### Aim of the task
Go through the entries below line by line and tally those holding "reads"; write only the tally.
START The data
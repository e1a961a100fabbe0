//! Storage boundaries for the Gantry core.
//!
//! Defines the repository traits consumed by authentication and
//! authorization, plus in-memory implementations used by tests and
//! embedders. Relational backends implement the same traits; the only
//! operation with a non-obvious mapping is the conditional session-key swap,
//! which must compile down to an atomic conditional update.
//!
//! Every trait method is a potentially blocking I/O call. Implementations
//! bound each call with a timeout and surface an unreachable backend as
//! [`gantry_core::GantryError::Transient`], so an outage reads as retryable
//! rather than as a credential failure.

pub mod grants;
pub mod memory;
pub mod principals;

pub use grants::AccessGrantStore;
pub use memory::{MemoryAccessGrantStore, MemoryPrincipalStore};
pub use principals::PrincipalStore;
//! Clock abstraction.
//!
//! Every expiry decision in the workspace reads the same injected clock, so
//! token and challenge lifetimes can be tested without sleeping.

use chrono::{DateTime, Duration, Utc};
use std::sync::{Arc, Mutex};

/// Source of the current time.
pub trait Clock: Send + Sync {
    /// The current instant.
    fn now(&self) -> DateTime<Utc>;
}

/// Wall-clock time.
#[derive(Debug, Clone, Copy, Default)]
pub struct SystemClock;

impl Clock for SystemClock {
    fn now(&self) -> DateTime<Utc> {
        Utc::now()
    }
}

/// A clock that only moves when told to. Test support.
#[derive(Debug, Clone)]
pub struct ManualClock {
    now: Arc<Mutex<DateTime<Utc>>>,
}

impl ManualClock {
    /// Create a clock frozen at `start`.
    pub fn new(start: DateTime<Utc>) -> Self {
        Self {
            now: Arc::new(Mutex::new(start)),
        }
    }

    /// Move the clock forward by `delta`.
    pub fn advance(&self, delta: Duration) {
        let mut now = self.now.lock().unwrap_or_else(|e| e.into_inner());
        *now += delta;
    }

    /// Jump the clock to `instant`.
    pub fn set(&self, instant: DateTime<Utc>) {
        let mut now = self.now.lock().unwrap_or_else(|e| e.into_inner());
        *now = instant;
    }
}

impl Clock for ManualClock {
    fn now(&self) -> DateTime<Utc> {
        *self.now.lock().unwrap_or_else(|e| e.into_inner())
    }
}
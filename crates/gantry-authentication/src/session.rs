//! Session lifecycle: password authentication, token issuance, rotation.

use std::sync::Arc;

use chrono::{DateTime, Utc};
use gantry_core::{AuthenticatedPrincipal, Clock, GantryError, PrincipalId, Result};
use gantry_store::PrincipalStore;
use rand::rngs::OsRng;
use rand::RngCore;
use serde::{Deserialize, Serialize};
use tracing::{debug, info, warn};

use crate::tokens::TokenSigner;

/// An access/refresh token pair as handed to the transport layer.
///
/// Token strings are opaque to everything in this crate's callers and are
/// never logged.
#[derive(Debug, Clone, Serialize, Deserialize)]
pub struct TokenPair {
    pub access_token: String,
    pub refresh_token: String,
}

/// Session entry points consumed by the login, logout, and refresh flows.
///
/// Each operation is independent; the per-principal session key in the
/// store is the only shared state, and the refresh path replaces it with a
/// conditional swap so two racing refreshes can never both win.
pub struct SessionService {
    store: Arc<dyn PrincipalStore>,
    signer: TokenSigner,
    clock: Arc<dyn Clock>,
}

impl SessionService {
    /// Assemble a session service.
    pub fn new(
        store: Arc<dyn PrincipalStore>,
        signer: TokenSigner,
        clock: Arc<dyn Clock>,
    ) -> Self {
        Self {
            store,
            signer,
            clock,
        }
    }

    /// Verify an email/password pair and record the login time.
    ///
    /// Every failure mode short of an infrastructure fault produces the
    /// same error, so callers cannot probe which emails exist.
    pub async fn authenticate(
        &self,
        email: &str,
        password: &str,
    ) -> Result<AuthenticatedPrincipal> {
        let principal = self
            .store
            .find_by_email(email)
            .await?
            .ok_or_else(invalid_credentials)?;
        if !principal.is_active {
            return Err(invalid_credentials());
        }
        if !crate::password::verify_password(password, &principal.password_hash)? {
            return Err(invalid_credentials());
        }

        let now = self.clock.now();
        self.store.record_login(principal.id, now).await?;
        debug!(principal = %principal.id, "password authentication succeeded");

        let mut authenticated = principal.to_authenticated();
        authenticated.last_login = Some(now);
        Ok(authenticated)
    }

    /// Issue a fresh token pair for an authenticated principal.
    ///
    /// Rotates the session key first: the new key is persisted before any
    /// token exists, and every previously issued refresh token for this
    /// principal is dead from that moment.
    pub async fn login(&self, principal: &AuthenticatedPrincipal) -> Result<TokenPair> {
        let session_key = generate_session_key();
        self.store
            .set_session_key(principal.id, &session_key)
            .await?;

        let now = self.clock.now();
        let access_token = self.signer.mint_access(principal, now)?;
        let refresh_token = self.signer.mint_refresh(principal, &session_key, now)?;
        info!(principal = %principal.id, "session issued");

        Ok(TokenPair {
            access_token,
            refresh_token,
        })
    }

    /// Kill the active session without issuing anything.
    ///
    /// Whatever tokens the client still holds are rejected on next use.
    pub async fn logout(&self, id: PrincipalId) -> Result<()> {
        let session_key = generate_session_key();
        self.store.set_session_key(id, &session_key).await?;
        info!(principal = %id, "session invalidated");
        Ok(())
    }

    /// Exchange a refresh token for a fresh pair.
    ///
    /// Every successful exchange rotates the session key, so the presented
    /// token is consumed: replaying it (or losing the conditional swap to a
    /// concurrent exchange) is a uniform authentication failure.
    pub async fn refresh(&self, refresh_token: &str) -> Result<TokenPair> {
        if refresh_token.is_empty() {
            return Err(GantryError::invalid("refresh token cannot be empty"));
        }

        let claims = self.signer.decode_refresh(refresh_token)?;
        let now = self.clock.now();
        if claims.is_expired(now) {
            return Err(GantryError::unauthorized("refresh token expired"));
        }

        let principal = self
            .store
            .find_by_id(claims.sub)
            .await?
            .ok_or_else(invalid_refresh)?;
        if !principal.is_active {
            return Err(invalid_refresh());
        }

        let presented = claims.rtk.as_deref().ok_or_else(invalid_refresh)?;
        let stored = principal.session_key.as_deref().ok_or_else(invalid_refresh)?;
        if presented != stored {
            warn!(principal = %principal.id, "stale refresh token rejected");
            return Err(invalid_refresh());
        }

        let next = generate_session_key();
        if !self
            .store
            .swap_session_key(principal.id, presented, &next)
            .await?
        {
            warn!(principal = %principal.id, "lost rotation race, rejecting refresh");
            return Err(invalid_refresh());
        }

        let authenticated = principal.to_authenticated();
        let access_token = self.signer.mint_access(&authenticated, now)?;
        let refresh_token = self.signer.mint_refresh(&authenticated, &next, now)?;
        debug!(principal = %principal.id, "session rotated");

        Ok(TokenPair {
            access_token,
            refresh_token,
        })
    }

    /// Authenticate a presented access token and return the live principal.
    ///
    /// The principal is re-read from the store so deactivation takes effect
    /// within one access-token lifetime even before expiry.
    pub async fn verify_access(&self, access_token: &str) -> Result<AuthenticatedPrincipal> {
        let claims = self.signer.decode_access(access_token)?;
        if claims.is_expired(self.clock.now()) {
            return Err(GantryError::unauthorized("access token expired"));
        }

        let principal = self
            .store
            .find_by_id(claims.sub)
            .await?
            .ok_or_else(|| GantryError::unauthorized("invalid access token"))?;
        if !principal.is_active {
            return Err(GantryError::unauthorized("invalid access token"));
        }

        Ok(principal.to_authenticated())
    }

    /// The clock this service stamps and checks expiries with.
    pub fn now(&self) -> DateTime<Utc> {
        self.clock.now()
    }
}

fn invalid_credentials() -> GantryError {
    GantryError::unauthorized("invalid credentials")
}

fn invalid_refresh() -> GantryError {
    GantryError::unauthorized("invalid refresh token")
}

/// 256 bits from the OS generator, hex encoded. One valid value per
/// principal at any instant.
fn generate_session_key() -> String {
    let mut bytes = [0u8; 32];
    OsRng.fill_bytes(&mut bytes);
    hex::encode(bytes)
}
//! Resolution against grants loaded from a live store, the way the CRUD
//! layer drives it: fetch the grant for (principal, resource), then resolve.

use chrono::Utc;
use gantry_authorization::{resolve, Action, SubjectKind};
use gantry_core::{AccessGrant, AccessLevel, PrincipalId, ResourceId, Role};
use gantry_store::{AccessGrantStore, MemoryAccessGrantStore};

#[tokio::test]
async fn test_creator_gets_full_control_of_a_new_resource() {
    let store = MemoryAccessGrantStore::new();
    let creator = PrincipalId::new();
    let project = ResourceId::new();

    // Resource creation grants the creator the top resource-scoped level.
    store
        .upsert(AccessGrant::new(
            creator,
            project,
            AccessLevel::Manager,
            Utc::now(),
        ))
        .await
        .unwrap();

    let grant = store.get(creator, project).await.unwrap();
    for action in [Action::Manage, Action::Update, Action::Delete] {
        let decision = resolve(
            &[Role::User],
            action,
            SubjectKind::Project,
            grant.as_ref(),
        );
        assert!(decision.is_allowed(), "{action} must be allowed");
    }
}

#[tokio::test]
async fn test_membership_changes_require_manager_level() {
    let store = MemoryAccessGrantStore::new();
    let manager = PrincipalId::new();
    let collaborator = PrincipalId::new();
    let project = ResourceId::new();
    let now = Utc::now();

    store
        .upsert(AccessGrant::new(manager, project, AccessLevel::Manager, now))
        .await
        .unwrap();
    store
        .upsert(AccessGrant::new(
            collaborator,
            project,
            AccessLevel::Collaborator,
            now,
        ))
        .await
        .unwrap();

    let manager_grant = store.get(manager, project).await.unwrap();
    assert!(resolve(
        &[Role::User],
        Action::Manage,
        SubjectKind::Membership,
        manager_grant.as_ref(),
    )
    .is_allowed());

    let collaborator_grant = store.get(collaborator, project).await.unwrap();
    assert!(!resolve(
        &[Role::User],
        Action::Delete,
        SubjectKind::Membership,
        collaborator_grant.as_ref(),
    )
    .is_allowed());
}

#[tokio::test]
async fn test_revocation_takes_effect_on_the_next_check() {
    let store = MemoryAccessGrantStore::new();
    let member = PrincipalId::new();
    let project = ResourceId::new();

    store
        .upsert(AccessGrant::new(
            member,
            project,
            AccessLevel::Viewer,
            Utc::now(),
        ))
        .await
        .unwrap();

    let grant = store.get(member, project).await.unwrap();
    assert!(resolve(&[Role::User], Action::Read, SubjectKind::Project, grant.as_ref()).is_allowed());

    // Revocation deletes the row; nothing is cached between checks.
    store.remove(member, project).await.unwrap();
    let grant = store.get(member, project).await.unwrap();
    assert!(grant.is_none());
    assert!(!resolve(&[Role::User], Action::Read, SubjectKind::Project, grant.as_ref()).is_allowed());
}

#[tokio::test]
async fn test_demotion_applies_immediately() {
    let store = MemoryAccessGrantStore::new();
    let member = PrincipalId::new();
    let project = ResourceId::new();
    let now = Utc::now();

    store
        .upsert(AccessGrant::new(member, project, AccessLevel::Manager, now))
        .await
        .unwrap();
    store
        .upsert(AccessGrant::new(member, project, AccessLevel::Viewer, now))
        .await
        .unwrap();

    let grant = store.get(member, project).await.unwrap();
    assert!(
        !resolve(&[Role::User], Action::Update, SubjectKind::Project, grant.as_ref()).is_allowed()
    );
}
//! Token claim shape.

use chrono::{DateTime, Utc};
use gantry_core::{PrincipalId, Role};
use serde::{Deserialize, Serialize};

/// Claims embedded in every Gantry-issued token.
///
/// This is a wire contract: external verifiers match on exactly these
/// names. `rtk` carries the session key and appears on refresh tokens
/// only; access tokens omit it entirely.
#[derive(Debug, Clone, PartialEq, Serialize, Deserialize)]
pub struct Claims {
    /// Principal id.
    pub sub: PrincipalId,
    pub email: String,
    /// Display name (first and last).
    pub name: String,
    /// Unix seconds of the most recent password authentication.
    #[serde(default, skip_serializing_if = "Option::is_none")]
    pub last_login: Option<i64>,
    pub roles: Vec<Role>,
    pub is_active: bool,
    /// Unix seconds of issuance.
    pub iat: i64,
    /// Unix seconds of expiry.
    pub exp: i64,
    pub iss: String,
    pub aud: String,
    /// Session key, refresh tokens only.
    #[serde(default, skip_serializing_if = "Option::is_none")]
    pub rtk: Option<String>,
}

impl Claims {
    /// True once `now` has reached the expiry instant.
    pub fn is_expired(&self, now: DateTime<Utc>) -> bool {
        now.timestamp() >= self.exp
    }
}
END The data
### Written solution
2